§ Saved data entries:
::::::

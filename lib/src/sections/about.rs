use serde::{Deserialize, Serialize};

use crate::elementor::{Element, Role, Settings};
use crate::error::Result;
use crate::sections::{collapse_empty_columns, drop_widgets, fill_button, fill_text, fill_title, merge_first};
use crate::sections::{Builder, Context, Link};
use crate::settings;

/// Image beside a heading and body text.
#[derive(Debug, Clone, PartialEq, Serialize, Deserialize)]
pub struct About {
    #[serde(default)]
    pub title: String,
    pub text: String,
    #[serde(default)]
    pub image: Option<String>,
    #[serde(default)]
    pub button: Option<Link>,
    /// Put the image in the right-hand column.
    #[serde(default)]
    pub image_right: bool,
    #[serde(default)]
    pub style: Settings,
}

impl Builder for About {
    const ROLE: Option<Role> = Some(Role::About);

    fn from_scratch(&self, ctx: &mut Context<'_>) -> Element {
        let mut body = vec![];
        if !self.title.is_empty() {
            let mut title = ctx.heading(&self.title, "h2");
            title.settings_mut().insert("align".into(), "left".into());
            body.push(title);
        }

        body.push(ctx.text_editor(&self.text));
        if let Some(button) = &self.button {
            let mut button = ctx.button(button);
            button.settings_mut().insert("align".into(), "left".into());
            body.push(button);
        }

        let Some(url) = &self.image else {
            let column = ctx.column(100, body);
            return ctx.section(settings! { "gap": "extended" }, vec![column]);
        };

        let image = settings! { "image": ctx.image(url), "image_size": "full" };
        let image = ctx.widget("image", image);

        let image = ctx.column(50, vec![image]);
        let body = ctx.column(50, body);
        let columns = match self.image_right {
            true => vec![body, image],
            false => vec![image, body],
        };

        ctx.section(settings! {
            "gap": "extended",
            "content_position": "middle",
            "padding": { "unit": "px", "top": "90", "right": "0", "bottom": "90", "left": "0", "isLinked": false },
        }, columns)
    }

    fn fill(&self, section: &mut Element, ctx: &mut Context<'_>) -> Result<()> {
        fill_title(section, &self.title)?;
        fill_text(section, &self.text)?;
        fill_button(section, self.button.as_ref())?;

        match &self.image {
            Some(url) => {
                merge_first(section, "image", settings! { "image": ctx.image(url) });
                place_image(section, self.image_right);
            }
            None => {
                drop_widgets(section, "image");
                collapse_empty_columns(section);
            }
        }

        Ok(())
    }
}

/// Swaps the image column and the text column of `section` if the image is
/// not on the requested side.
fn place_image(section: &mut Element, right: bool) {
    let columns = section.children_mut();
    let image = columns.iter().position(|c| c.contains_widget("image"));
    let body = columns.iter().position(|c| {
        !c.contains_widget("image") && ["cholot-title", "heading", "text-editor"].iter().any(|ty| c.contains_widget(ty))
    });

    if let (Some(image), Some(body)) = (image, body) {
        if (image > body) != right {
            columns.swap(image, body);
        }
    }
}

::::::

Locate the lines above that hold the word "left". Show every one of them.

§ SOLUTION TO THIS TASK:
            title.settings_mut().insert("align".into(), "left".into());
            button.settings_mut().insert("align".into(), "left".into());
            "padding": { "unit": "px", "top": "90", "right": "0", "bottom": "90", "left": "0", "isLinked": false },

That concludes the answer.